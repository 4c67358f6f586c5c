use std::fmt;

use sha2::{Digest, Sha256};
use thiserror::Error;

#[derive(Debug, Error, PartialEq)]
pub enum FingerprintError {
    #[error("cannot fingerprint an empty file list")]
    EmptyFileList,
}

/// Sorts and deduplicates a key list into the canonical form every
/// fingerprint is computed over.
pub fn canonical_keys<I, S>(keys: I) -> Vec<String>
where
    I: IntoIterator<Item = S>,
    S: AsRef<str>,
{
    let mut keys: Vec<String> = keys.into_iter().map(|k| k.as_ref().to_string()).collect();
    keys.sort();
    keys.dedup();
    keys
}

/// Order-independent identity of a file set: the SHA-256 of the sorted,
/// deduplicated keys. Each key is length-prefixed before hashing so that
/// keys containing any separator cannot collide with a reshuffled set.
#[derive(Debug, Clone, PartialEq, Eq, Hash)]
pub struct Fingerprint(String);

impl Fingerprint {
    pub fn from_keys<I, S>(keys: I) -> Result<Self, FingerprintError>
    where
        I: IntoIterator<Item = S>,
        S: AsRef<str>,
    {
        let keys = canonical_keys(keys);
        if keys.is_empty() {
            return Err(FingerprintError::EmptyFileList);
        }

        let mut hasher = Sha256::new();
        for key in &keys {
            hasher.update((key.len() as u64).to_le_bytes());
            hasher.update(key.as_bytes());
        }
        Ok(Fingerprint(hex::encode(hasher.finalize())))
    }

    pub fn as_str(&self) -> &str {
        &self.0
    }

    /// Name of the archive object in the destination bucket.
    pub fn archive_object_name(&self) -> String {
        format!("{}.zip", self.0)
    }
}

impl fmt::Display for Fingerprint {
    fn fmt(&self, f: &mut fmt::Formatter<'_>) -> fmt::Result {
        f.write_str(&self.0)
    }
}
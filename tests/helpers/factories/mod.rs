pub mod cache_factory;
pub mod dispatcher_factory;
pub mod memory_store;
pub mod recording_lease;
pub mod requester_factory;
pub mod zip_request_factory;

pub use cache_factory::{CacheFactory, TestCache};
pub use dispatcher_factory::{DispatcherFactory, INPUT_BUCKET, OUTPUT_BUCKET, TestEngine};
pub use memory_notifier::MemoryNotifier;
pub use memory_store::MemoryObjectStore;
pub use recording_lease::{LeaseAction, RecordingLease};
pub use requester_factory::RequesterFactory;
pub use zip_request_factory::ZipRequestFactory;

#[cfg(test)]
mod requester_factory_test;
#[cfg(test)]
mod zip_request_factory_test;
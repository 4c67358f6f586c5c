pub mod context;
pub mod tcp;

use context::FrontendContext;

pub async fn start() -> anyhow::Result<()> {
    let ctx = FrontendContext::from_config()?;
    tcp::listener::run_tcp_server(ctx).await
}
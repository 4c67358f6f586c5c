use thiserror::Error;

use crate::engine::cache::entry::CacheFailure;
use crate::remote::StorageError;

/// Errors surfaced by the download cache to each waiter of a failed entry.
#[derive(Debug, Error)]
pub enum CacheError {
    #[error("object not found: {key}")]
    ObjectNotFound { key: String },

    #[error("cache I/O error for {key}: {reason}")]
    Io { key: String, reason: String },

    #[error("download of {key} failed after {attempts} attempts: {last_error}")]
    RetriesExhausted {
        key: String,
        attempts: u32,
        last_error: String,
    },
}

impl CacheError {
    pub fn from_failure(key: &str, failure: CacheFailure) -> Self {
        match failure {
            CacheFailure::NotFound => CacheError::ObjectNotFound {
                key: key.to_string(),
            },
            CacheFailure::Io(reason) => CacheError::Io {
                key: key.to_string(),
                reason,
            },
            CacheFailure::RetriesExhausted {
                attempts,
                last_error,
            } => CacheError::RetriesExhausted {
                key: key.to_string(),
                attempts,
                last_error,
            },
        }
    }
}

#[derive(Debug, Error)]
pub enum ZipBuildError {
    #[error("I/O error: {0}")]
    Io(#[from] std::io::Error),

    #[error("archive error: {0}")]
    Archive(#[from] zip::result::ZipError),

    #[error("manifest encoding error: {0}")]
    Manifest(#[from] serde_json::Error),
}

/// Terminal failure of one job, classified for the broker: retryable
/// failures are nacked so the message comes back, the rest are acked so a
/// poisoned message cannot loop forever.
#[derive(Debug, Error)]
pub enum JobError {
    #[error("file acquisition failed: {0}")]
    Acquire(#[from] CacheError),

    #[error("archive build failed: {0}")]
    Build(#[from] ZipBuildError),

    #[error("archive upload failed: {0}")]
    Upload(StorageError),

    #[error("uploaded archive missing from destination: {0}")]
    Verify(StorageError),

    #[error("job ran past its deadline")]
    Timeout,
}

impl JobError {
    pub fn is_retryable(&self) -> bool {
        !matches!(self, JobError::Acquire(CacheError::ObjectNotFound { .. }))
    }
}

/// Synchronous rejection of a request before any job exists.
#[derive(Debug, Error, PartialEq)]
pub enum SubmitError {
    #[error("request contains no files")]
    EmptyFileList,

    #[error("requester must carry a name and an email")]
    InvalidRequester,
}
use serde::{Deserialize, Serialize};

pub const DEFAULT_CHUNK_SIZE: u32 = 1000;
pub const DEFAULT_CHUNK_OVERLAP: u32 = 200;

/// Chunking parameters for `POST /ingest`.
#[derive(Serialize, Deserialize, Clone, Debug, PartialEq)]
pub struct IngestOptions {
    pub chunk_size: u32,
    pub chunk_overlap: u32,
    pub separators: Option<Vec<String>>,
}

impl Default for IngestOptions {
    fn default() -> Self {
        Self {
            chunk_size: DEFAULT_CHUNK_SIZE,
            chunk_overlap: DEFAULT_CHUNK_OVERLAP,
            separators: None,
        }
    }
}

#[derive(Serialize, Clone, Debug)]
pub struct IngestConfigurable {
    pub assistant_id: String,
    pub chunk_size: u32,
    pub chunk_overlap: u32,
    pub separators: Option<Vec<String>>,
}

/// Serialized into the `config` text part of the multipart upload.
#[derive(Serialize, Clone, Debug)]
pub struct IngestConfig {
    pub configurable: IngestConfigurable,
}

impl IngestConfig {
    pub fn new(assistant_id: &str, options: &IngestOptions) -> Self {
        Self {
            configurable: IngestConfigurable {
                assistant_id: assistant_id.to_string(),
                chunk_size: options.chunk_size,
                chunk_overlap: options.chunk_overlap,
                separators: options.separators.clone(),
            },
        }
    }
}

#[derive(Serialize, Deserialize, Clone, Copy, Debug, PartialEq, Eq)]
pub struct IngestResponse {
    pub status: u16,
}
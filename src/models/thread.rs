use super::message::Message;
use chrono::{DateTime, Utc};
use serde::{Deserialize, Serialize};

#[derive(Serialize, Deserialize, Clone, Debug, PartialEq)]
pub struct Thread {
    pub thread_id: String,
    pub user_id: String,
    pub assistant_id: String,
    pub name: String,
    #[serde(with = "super::timestamp")]
    pub updated_at: DateTime<Utc>,
}

/// Body of `POST /threads`.
#[derive(Serialize, Clone, Debug)]
pub struct NewThread {
    pub name: String,
    pub assistant_id: String,
}

#[derive(Serialize, Deserialize, Clone, Debug)]
pub struct ThreadMessages {
    pub messages: Vec<Message>,
    pub resumeable: bool,
}

/// One past state of a thread.
#[derive(Serialize, Deserialize, Clone, Debug)]
pub struct ThreadHistory {
    pub values: Vec<Message>,
    pub resumeable: bool,
}

/// Threads belonging to `assistant_id`, most recently updated first.
pub fn threads_for_assistant(threads: Vec<Thread>, assistant_id: &str) -> Vec<Thread> {
    let mut threads: Vec<Thread> = threads
        .into_iter()
        .filter(|thread| thread.assistant_id == assistant_id)
        .collect();
    threads.sort_by(|a, b| b.updated_at.cmp(&a.updated_at));
    threads
}
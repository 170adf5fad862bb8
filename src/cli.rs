use clap::{Parser, Subcommand};
use std::path::PathBuf;

#[derive(Parser, Debug)]
#[command(name = "opengpts")]
#[command(about = "Command-line client for an OpenGPTs server", long_about = None)]
pub struct Args {
    #[arg(
        long = "url",
        global = true,
        help = "OpenGPTs base URL (e.g., http://localhost:8100)"
    )]
    pub url: Option<String>,

    #[arg(
        long = "user-id",
        global = true,
        help = "Act as this opengpts_user_id instead of the saved one"
    )]
    pub user_id: Option<String>,

    #[arg(short = 'v', long = "verbose", global = true, help = "Log requests to stderr")]
    pub verbose: bool,

    #[command(subcommand)]
    pub command: Command,
}

#[derive(Subcommand, Debug)]
pub enum Command {
    /// Check that the server is up
    Health,

    /// List your assistants, or public ones shared under an id
    Assistants {
        #[arg(long = "public", value_name = "SHARED_ID")]
        public: Option<String>,
    },

    /// Show one assistant
    Assistant { assistant_id: String },

    /// Create an assistant from a JSON config (inline or @file)
    CreateAssistant {
        #[arg(long)]
        name: String,
        #[arg(long, value_name = "JSON|@FILE")]
        config: String,
        #[arg(long)]
        public: bool,
    },

    /// List your threads
    Threads {
        #[arg(long = "assistant", help = "Only threads of this assistant")]
        assistant_id: Option<String>,
    },

    /// Show one thread
    Thread { thread_id: String },

    /// Create a thread
    CreateThread {
        #[arg(long)]
        name: String,
        #[arg(long = "assistant")]
        assistant_id: String,
    },

    /// Print the messages of a thread
    Messages { thread_id: String },

    /// Print every past state of a thread
    History { thread_id: String },

    /// Upload files to an assistant's retriever
    Ingest {
        #[arg(long = "assistant")]
        assistant_id: String,
        #[arg(long = "chunk-size", default_value_t = 1000)]
        chunk_size: u32,
        #[arg(long = "chunk-overlap", default_value_t = 200)]
        chunk_overlap: u32,
        #[arg(long = "separator", help = "Chunk separator (repeatable)")]
        separators: Vec<String>,
        #[arg(required = true)]
        files: Vec<PathBuf>,
    },

    /// Send a message and stream the reply
    Chat {
        #[arg(long = "assistant", help = "Defaults to the first available assistant")]
        assistant_id: Option<String>,
        #[arg(long = "thread", help = "Continue this thread instead of starting a new one")]
        thread_id: Option<String>,
        #[arg(required = true, help = "Message to send")]
        prompt: Vec<String>,
    },
}
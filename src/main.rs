use anyhow::{Context, Result};
use clap::Parser;
use colored::*;
use opengpts_client::cli::{Args, Command};
use opengpts_client::config::{default_log_filter, Config};
use opengpts_client::identity::UserIdStore;
use opengpts_client::models::{threads_for_assistant, IngestOptions};
use opengpts_client::orchestrator::{self, ChatRequest};
use opengpts_client::ui::{write_assistants, write_history, write_json, write_threads};
use opengpts_client::OpenGptsClient;
use serde_json::Value;
use std::fs;
use std::io;
use std::process;

#[tokio::main]
async fn main() {
    let args = Args::parse();

    if let Err(e) = run(args).await {
        eprintln!("{} {}", "Error:".red(), e);
        for cause in e.chain().skip(1) {
            eprintln!("   caused by: {}", cause);
        }
        process::exit(1);
    }
}

fn init_tracing(verbose: bool) {
    let is_tty = std::io::IsTerminal::is_terminal(&std::io::stderr());
    tracing_subscriber::fmt()
        .with_env_filter(
            tracing_subscriber::EnvFilter::try_from_default_env()
                .unwrap_or_else(|_| tracing_subscriber::EnvFilter::new(default_log_filter(verbose))),
        )
        .with_ansi(is_tty)
        .with_writer(std::io::stderr)
        .init();
}

fn resolve_user_id(config: &Config) -> Result<Option<String>> {
    if config.user_id.is_some() {
        return Ok(None);
    }
    match UserIdStore::default_location() {
        Some(store) => {
            let id = store.load_or_create().with_context(|| {
                format!("Failed to persist user id at {}", store.path().display())
            })?;
            Ok(Some(id))
        }
        None => Ok(None),
    }
}

fn read_assistant_config(raw: &str) -> Result<Value> {
    let contents = match raw.strip_prefix('@') {
        Some(path) => fs::read_to_string(path)
            .with_context(|| format!("Failed to read assistant config: {}", path))?,
        None => raw.to_string(),
    };
    serde_json::from_str(&contents).context("Assistant config must be valid JSON")
}

async fn run(args: Args) -> Result<()> {
    let config = Config::from_env_and_args(&args)?;
    init_tracing(config.verbose);

    let user_id = resolve_user_id(&config)?;
    let client = OpenGptsClient::new(config.client_config(user_id))?;
    tracing::debug!(url = %client.base_url(), user_id = %client.user_id(), "client ready");

    let mut stdout = io::stdout();

    match args.command {
        Command::Health => {
            let health = client.health().await?;
            println!("{}", health.status.green());
        }
        Command::Assistants { public } => {
            let assistants = match public {
                Some(shared_id) => client.list_public_assistants(&shared_id).await?,
                None => client.list_assistants().await?,
            };
            write_assistants(&mut stdout, &assistants)?;
        }
        Command::Assistant { assistant_id } => {
            let assistant = client.get_assistant(&assistant_id).await?;
            write_json(&mut stdout, &assistant)?;
        }
        Command::CreateAssistant {
            name,
            config: assistant_config,
            public,
        } => {
            let assistant_config = read_assistant_config(&assistant_config)?;
            let assistant = client
                .create_assistant(&name, assistant_config, public)
                .await?;
            println!("{} {}", "Created assistant".green(), assistant.assistant_id);
        }
        Command::Threads { assistant_id } => {
            let threads = client.list_threads().await?;
            let threads = match assistant_id {
                Some(id) => threads_for_assistant(threads, &id),
                None => threads,
            };
            write_threads(&mut stdout, &threads)?;
        }
        Command::Thread { thread_id } => {
            let thread = client.get_thread(&thread_id).await?;
            write_json(&mut stdout, &thread)?;
        }
        Command::CreateThread { name, assistant_id } => {
            let thread = client.create_thread(&name, &assistant_id).await?;
            println!("{} {}", "Created thread".green(), thread.thread_id);
        }
        Command::Messages { thread_id } => {
            let messages = client.get_messages(&thread_id).await?;
            write_history(&mut stdout, &messages.messages)?;
        }
        Command::History { thread_id } => {
            let history = client.get_thread_history(&thread_id).await?;
            for (index, state) in history.iter().enumerate() {
                println!("{}", format!("--- state {} ---", index).dimmed());
                write_history(&mut stdout, &state.values)?;
            }
        }
        Command::Ingest {
            assistant_id,
            chunk_size,
            chunk_overlap,
            separators,
            files,
        } => {
            let options = IngestOptions {
                chunk_size,
                chunk_overlap,
                separators: if separators.is_empty() {
                    None
                } else {
                    Some(separators)
                },
            };
            let response = client.ingest_files(&files, &assistant_id, &options).await?;
            println!(
                "{} {} file(s) (status {})",
                "Ingested".green(),
                files.len(),
                response.status
            );
        }
        Command::Chat {
            assistant_id,
            thread_id,
            prompt,
        } => {
            let prompt = prompt.join(" ");
            let outcome = orchestrator::chat(
                &client,
                ChatRequest {
                    assistant_id: assistant_id.as_deref(),
                    thread_id: thread_id.as_deref(),
                    target_assistant_ids: config.target_assistant_ids.as_deref(),
                    prompt: &prompt,
                },
                &mut stdout,
            )
            .await?;
            eprintln!("{}", format!("thread: {}", outcome.thread_id).dimmed());
        }
    }

    Ok(())
}
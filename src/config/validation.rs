/// Split a comma separated list, dropping blanks
pub fn parse_id_list(value: &str) -> Vec<String> {
    value
        .split(',')
        .map(|id| id.trim())
        .filter(|id| !id.is_empty())
        .map(|id| id.to_string())
        .collect()
}

pub fn parse_flag(value: &str) -> bool {
    matches!(value.to_lowercase().as_str(), "true" | "1" | "yes")
}

/// Accept only http(s) base URLs
pub fn validate_url(url: &str) -> Result<String, String> {
    let url = url.trim();
    if url.starts_with("http://") || url.starts_with("https://") {
        Ok(url.trim_end_matches('/').to_string())
    } else {
        Err(format!(
            "OpenGPTs URL must start with http:// or https:// (got `{}`)",
            url
        ))
    }
}
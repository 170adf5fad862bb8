use opengpts_client::identity::UserIdStore;
use std::fs;
use tempfile::TempDir;
use uuid::Uuid;

#[test]
fn test_load_or_create_persists_new_id() {
    let temp_dir = TempDir::new().unwrap();
    let store = UserIdStore::new(temp_dir.path().join("opengpts").join("user_id"));

    assert!(store.load().is_none());
    let created = store.load_or_create().unwrap();
    assert!(Uuid::parse_str(&created).is_ok());

    let again = store.load_or_create().unwrap();
    assert_eq!(created, again);
}

#[test]
fn test_existing_id_is_trimmed() {
    let temp_dir = TempDir::new().unwrap();
    let path = temp_dir.path().join("user_id");
    fs::write(&path, "  user-42\n").unwrap();

    let store = UserIdStore::new(&path);
    assert_eq!(store.load_or_create().unwrap(), "user-42");
}

#[test]
fn test_blank_file_is_replaced() {
    let temp_dir = TempDir::new().unwrap();
    let path = temp_dir.path().join("user_id");
    fs::write(&path, "\n").unwrap();

    let store = UserIdStore::new(&path);
    let id = store.load_or_create().unwrap();
    assert!(!id.is_empty());
    assert_eq!(fs::read_to_string(&path).unwrap(), id);
}
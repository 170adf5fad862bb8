use chrono::{DateTime, Utc};
use serde::{Deserialize, Serialize};
use serde_json::{Map, Value};

#[derive(Serialize, Deserialize, Clone, Debug, PartialEq)]
pub struct Assistant {
    pub assistant_id: String,
    pub user_id: String,
    pub name: String,
    pub config: Map<String, Value>,
    #[serde(with = "super::timestamp")]
    pub updated_at: DateTime<Utc>,
    pub public: bool,
}

/// Body of `POST /assistants`.
#[derive(Serialize, Clone, Debug)]
pub struct NewAssistant {
    pub name: String,
    pub config: Value,
    pub public: bool,
}
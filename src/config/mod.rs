mod api;
mod defaults;
mod validation;

use crate::api::ClientConfig;
use crate::cli::Args;
use anyhow::{Context, Result};
use serde::{Deserialize, Serialize};
use std::env;
use std::fs;
use std::path::{Path, PathBuf};
use std::time::Duration;

pub use api::ApiConfig;
pub use defaults::default_log_filter;
pub use validation::{parse_flag, parse_id_list, validate_url};

#[derive(Debug, Clone, Default, Deserialize, Serialize)]
pub struct SessionConfig {
    #[serde(default)]
    pub user_id: Option<String>,
    #[serde(default)]
    pub verbose: Option<bool>,
}

#[derive(Debug, Clone, Default, Deserialize, Serialize)]
pub struct AssistantsConfig {
    /// Restrict the assistants offered for chat to these ids.
    #[serde(default)]
    pub targets: Option<Vec<String>>,
}

#[derive(Debug, Clone, Default, Deserialize, Serialize)]
pub struct JsonConfig {
    #[serde(default)]
    pub api: ApiConfig,
    #[serde(default)]
    pub session: SessionConfig,
    #[serde(default)]
    pub assistants: AssistantsConfig,
}

#[derive(Debug, Clone)]
pub struct Config {
    pub url: String,
    pub user_id: Option<String>,
    pub request_timeout: u64,
    pub stream_timeout: u64,
    pub ingest_timeout: u64,
    pub target_assistant_ids: Option<Vec<String>>,
    pub verbose: bool,
}

impl Config {
    pub fn from_env_and_args(args: &Args) -> Result<Self> {
        let json_config = JsonConfig::load()?;
        Self::from_sources(args, |key| env::var(key).ok(), json_config)
    }

    /// Resolve every setting as CLI args > env vars > config file > default.
    pub fn from_sources<F>(args: &Args, env: F, json_config: JsonConfig) -> Result<Self>
    where
        F: Fn(&str) -> Option<String>,
    {
        let url = args
            .url
            .clone()
            .or_else(|| env("OPENGPTS_URL"))
            .or(json_config.api.url)
            .unwrap_or_else(defaults::default_url);
        let url = validate_url(&url).map_err(anyhow::Error::msg)?;

        let user_id = args
            .user_id
            .clone()
            .or_else(|| env("OPENGPTS_USER_ID"))
            .or(json_config.session.user_id)
            .filter(|id| !id.trim().is_empty());

        let seconds = |key: &str, file_value: Option<u64>, default: u64| -> Result<u64> {
            match env(key) {
                Some(raw) => raw
                    .trim()
                    .parse::<u64>()
                    .with_context(|| format!("{} must be a number of seconds", key)),
                None => Ok(file_value.unwrap_or(default)),
            }
        };

        let request_timeout = seconds(
            "OPENGPTS_REQUEST_TIMEOUT",
            json_config.api.request_timeout,
            defaults::default_request_timeout(),
        )?;
        let stream_timeout = seconds(
            "OPENGPTS_STREAM_TIMEOUT",
            json_config.api.stream_timeout,
            defaults::default_stream_timeout(),
        )?;
        let ingest_timeout = seconds(
            "OPENGPTS_INGEST_TIMEOUT",
            json_config.api.ingest_timeout,
            defaults::default_ingest_timeout(),
        )?;

        let target_assistant_ids = env("TARGET_ASSISTANT_IDS")
            .map(|ids| parse_id_list(&ids))
            .or(json_config.assistants.targets)
            .filter(|ids| !ids.is_empty());

        let verbose = args.verbose
            || env("OPENGPTS_VERBOSE")
                .map(|v| parse_flag(&v))
                .or(json_config.session.verbose)
                .unwrap_or(false);

        Ok(Config {
            url,
            user_id,
            request_timeout,
            stream_timeout,
            ingest_timeout,
            target_assistant_ids,
            verbose,
        })
    }

    pub fn client_config(&self, user_id: Option<String>) -> ClientConfig {
        ClientConfig {
            base_url: self.url.clone(),
            user_id: user_id.or_else(|| self.user_id.clone()),
            request_timeout: Duration::from_secs(self.request_timeout),
            stream_timeout: Duration::from_secs(self.stream_timeout),
            ingest_timeout: Duration::from_secs(self.ingest_timeout),
        }
    }
}

impl JsonConfig {
    pub fn load() -> Result<Self> {
        for path in Self::get_config_paths() {
            if path.exists() {
                return Self::load_from(&path);
            }
        }

        Ok(JsonConfig::default())
    }

    pub fn load_from(path: &Path) -> Result<Self> {
        let contents = fs::read_to_string(path)
            .with_context(|| format!("Failed to read config file: {}", path.display()))?;

        let extension = path.extension().and_then(|s| s.to_str());
        if extension == Some("yaml") || extension == Some("yml") {
            serde_yaml::from_str(&contents)
                .with_context(|| format!("Failed to parse YAML config file: {}", path.display()))
        } else {
            serde_json::from_str(&contents)
                .with_context(|| format!("Failed to parse JSON config file: {}", path.display()))
        }
    }

    pub fn get_config_paths() -> Vec<PathBuf> {
        let mut paths = vec![
            PathBuf::from(".opengpts.yaml"),
            PathBuf::from(".opengpts.yml"),
            PathBuf::from(".opengpts.json"),
        ];

        if let Some(home_dir) = dirs::home_dir() {
            let config_dir = home_dir.join(".config").join("opengpts");
            paths.push(config_dir.join("opengpts.yaml"));
            paths.push(config_dir.join("opengpts.yml"));
            paths.push(config_dir.join("opengpts.json"));
        }

        paths
    }
}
•••
Lines containing the word "https" must all be returned from the material above.

    if url.starts_with("http://") || url.starts_with("https://") {
            "OpenGPTs URL must start with http:// or https:// (got `{}`)",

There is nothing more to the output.